Certes, plusieurs enseignantes plongent d’elles-mêmes, trouvent des réponses, mais il reste que pour assurer que chaque enfant, de chaque classe, de chaque école ait droit à cet enseignement exemplaire, il est essentiel que les directeurs d’école et de commissions scolaires soient intentionnels dans leur approche et assurent l’appui, le temps et les ressources, ainsi qu’une communauté d’apprentissage et de pratique pour les enseignants. Cela doit devenir un engagement de toute l’école, idéalement de la commission scolaire.

Nous apprenons à partir de modèles, d’enseignement, de pratique, de rétroaction, au sein d’une équipe qui nous appuie et qui nous inspire continuellement à dépasser notre propre niveau de compétence.
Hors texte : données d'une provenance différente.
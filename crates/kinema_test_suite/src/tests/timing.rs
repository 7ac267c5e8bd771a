//! Timing tests
//!
//! Descriptor playback against the virtual clock: repeats, springs,
//! sequences, reassignment and frame callbacks.

use std::sync::atomic::{AtomicU64, Ordering};
use std::sync::Arc;
use std::time::Duration;

use kinema_animation::{
    with_delay, with_repeat, with_sequence, with_spring, with_timing, AnimationError,
    SpringConfig, TimingConfig,
};
use kinema_core::style;
use kinema_layout::prelude::*;

use super::components::{self, VIEW};
use crate::error::HarnessError;
use crate::harness::TestContext;
use crate::runner::TestSuite;

fn translate_x(ctx: &TestContext) -> anyhow::Result<f32> {
    let view = ctx.get_by_test_id(VIEW)?;
    ctx.snapshot(&view)?
        .number("translateX")
        .ok_or_else(|| anyhow::anyhow!("translateX missing"))
}

/// Create the timing test suite
pub fn suite() -> TestSuite {
    let mut suite = TestSuite::new("timing");

    // Alternating repeat returns to start after even half-cycles
    suite.add("alternating_repeat", |ctx| {
        ctx.mount(components::ping_pong)?;
        let view = ctx.get_by_test_id(VIEW)?;

        ctx.assert_snapshot_eq(&view, &style! { "translateX" => 100.0 })?;
        for half_cycle in 1..=6 {
            ctx.advance_ms(500)?;
            let expected = if half_cycle % 2 == 1 { -100.0 } else { 100.0 };
            ctx.assert_snapshot_eq(&view, &style! { "translateX" => expected })?;
        }
        Ok(())
    });

    suite.add("alternating_repeat_midpoint", |ctx| {
        ctx.mount(components::ping_pong)?;
        ctx.advance_ms(250)?;
        let outbound = translate_x(ctx)?;
        ctx.advance_ms(500)?;
        let inbound = translate_x(ctx)?;
        anyhow::ensure!(outbound.abs() < 1.0, "outbound midpoint {outbound}");
        anyhow::ensure!(inbound.abs() < 1.0, "inbound midpoint {inbound}");
        Ok(())
    });

    suite.add("run_all_refuses_infinite_repeat", |ctx| {
        ctx.mount(components::ping_pong)?;
        match ctx.run_all_timers() {
            Err(HarnessError::Animation(AnimationError::UnboundedDrain {
                infinite_values: 1,
                frame_callbacks: 0,
            })) => {}
            other => anyhow::bail!("expected unbounded drain, got {other:?}"),
        }
        anyhow::ensure!(ctx.now().is_zero(), "clock moved on refused drain");
        Ok(())
    });

    // A finite non-alternating repeat restarts from the start each cycle
    suite.add("finite_repeat_drains", |ctx| {
        ctx.mount(|cx| {
            let x = cx.use_shared_value(0.0);
            let start = x.clone();
            cx.on_mount(move || {
                start.animate(with_repeat(
                    with_timing(10.0, TimingConfig::duration_ms(100)),
                    3,
                    false,
                ))
            });
            animated_view().test_id(VIEW).bind("translateX", &x)
        })?;

        ctx.advance_ms(100)?;
        anyhow::ensure!(translate_x(ctx)? == 0.0, "second cycle did not restart");
        let moved = ctx.run_all_timers()?;
        anyhow::ensure!(moved == Duration::from_millis(200), "drained {moved:?}");
        anyhow::ensure!(translate_x(ctx)? == 10.0, "did not end on target");
        Ok(())
    });

    suite.add("spring_settles", |ctx| {
        ctx.mount(|cx| {
            let x = cx.use_shared_value(0.0);
            let start = x.clone();
            cx.on_mount(move || start.animate(with_spring(100.0, SpringConfig::stiff())));
            animated_view().test_id(VIEW).bind("translateX", &x)
        })?;

        ctx.advance_ms(16)?;
        let early = translate_x(ctx)?;
        anyhow::ensure!(early > 0.0 && early < 100.0, "spring at {early} after one frame");
        ctx.run_all_timers()?;
        ctx.assert_snapshot_eq(&ctx.get_by_test_id(VIEW)?, &style! { "translateX" => 100.0 })?;
        Ok(())
    });

    suite.add("delay_then_sequence", |ctx| {
        ctx.mount(|cx| {
            let x = cx.use_shared_value(0.0);
            let start = x.clone();
            cx.on_mount(move || {
                start.animate(with_delay(
                    Duration::from_millis(100),
                    with_sequence([
                        with_timing(50.0, TimingConfig::duration_ms(100)),
                        with_timing(20.0, TimingConfig::duration_ms(100)),
                    ]),
                ))
            });
            animated_view().test_id(VIEW).bind("translateX", &x)
        })?;

        ctx.advance_ms(100)?;
        anyhow::ensure!(translate_x(ctx)? == 0.0, "moved during delay");
        ctx.advance_ms(100)?;
        anyhow::ensure!(translate_x(ctx)? == 50.0, "first leg did not land");
        ctx.advance_ms(100)?;
        anyhow::ensure!(translate_x(ctx)? == 20.0, "second leg did not land");
        Ok(())
    });

    // Plain assignment discards the in-flight animation
    suite.add("reassignment_discards_animation", |ctx| {
        ctx.mount(|cx| {
            let x = cx.use_shared_value(0.0);
            let animate = x.clone();
            let reset = x.clone();
            view()
                .child(animated_view().test_id(VIEW).bind("translateX", &x))
                .child(button("go").test_id("go").on_press(move |_| {
                    animate.animate(with_timing(100.0, TimingConfig::duration_ms(500)))
                }))
                .child(button("reset").test_id("reset").on_press(move |_| reset.set(-5.0)))
        })?;

        ctx.press(&ctx.get_by_test_id("go")?)?;
        ctx.advance_ms(200)?;
        ctx.press(&ctx.get_by_test_id("reset")?)?;
        ctx.advance_ms(500)?;
        anyhow::ensure!(translate_x(ctx)? == -5.0, "animation kept running");
        Ok(())
    });

    suite.add("frame_callback_runs_each_frame", |ctx| {
        let frames = Arc::new(AtomicU64::new(0));
        let counter = Arc::clone(&frames);
        ctx.mount(move |cx| {
            cx.use_frame_callback(
                move |_| {
                    counter.fetch_add(1, Ordering::SeqCst);
                },
                true,
            );
            view()
        })?;

        ctx.advance_ms(160)?;
        anyhow::ensure!(frames.load(Ordering::SeqCst) == 10, "ran {frames:?} times");
        anyhow::ensure!(ctx.run_all_timers().is_err(), "drain allowed with active callback");
        Ok(())
    });

    suite
}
Dans mon milieu, il y a des mentors en littératie à temps partiel dans chaque école. Il se peut que dans le vôtre, cette personne soit nommée autrement. Pour nous, un mentor en littératie est un leader qui travaille de concert avec les enseignants, les administrateurs, le personnel scolaire pour améliorer le rendement des élèves en littératie. Voir le document ci-joint: Mentorat en littératie.

Notre équipe de mentors passe beaucoup de temps présentement à appuyer les ateliers d’écriture, car c’est le domaine qui fut identifié dans notre province comme ayant le plus besoin d’amélioration. Les modules appuient ce travail.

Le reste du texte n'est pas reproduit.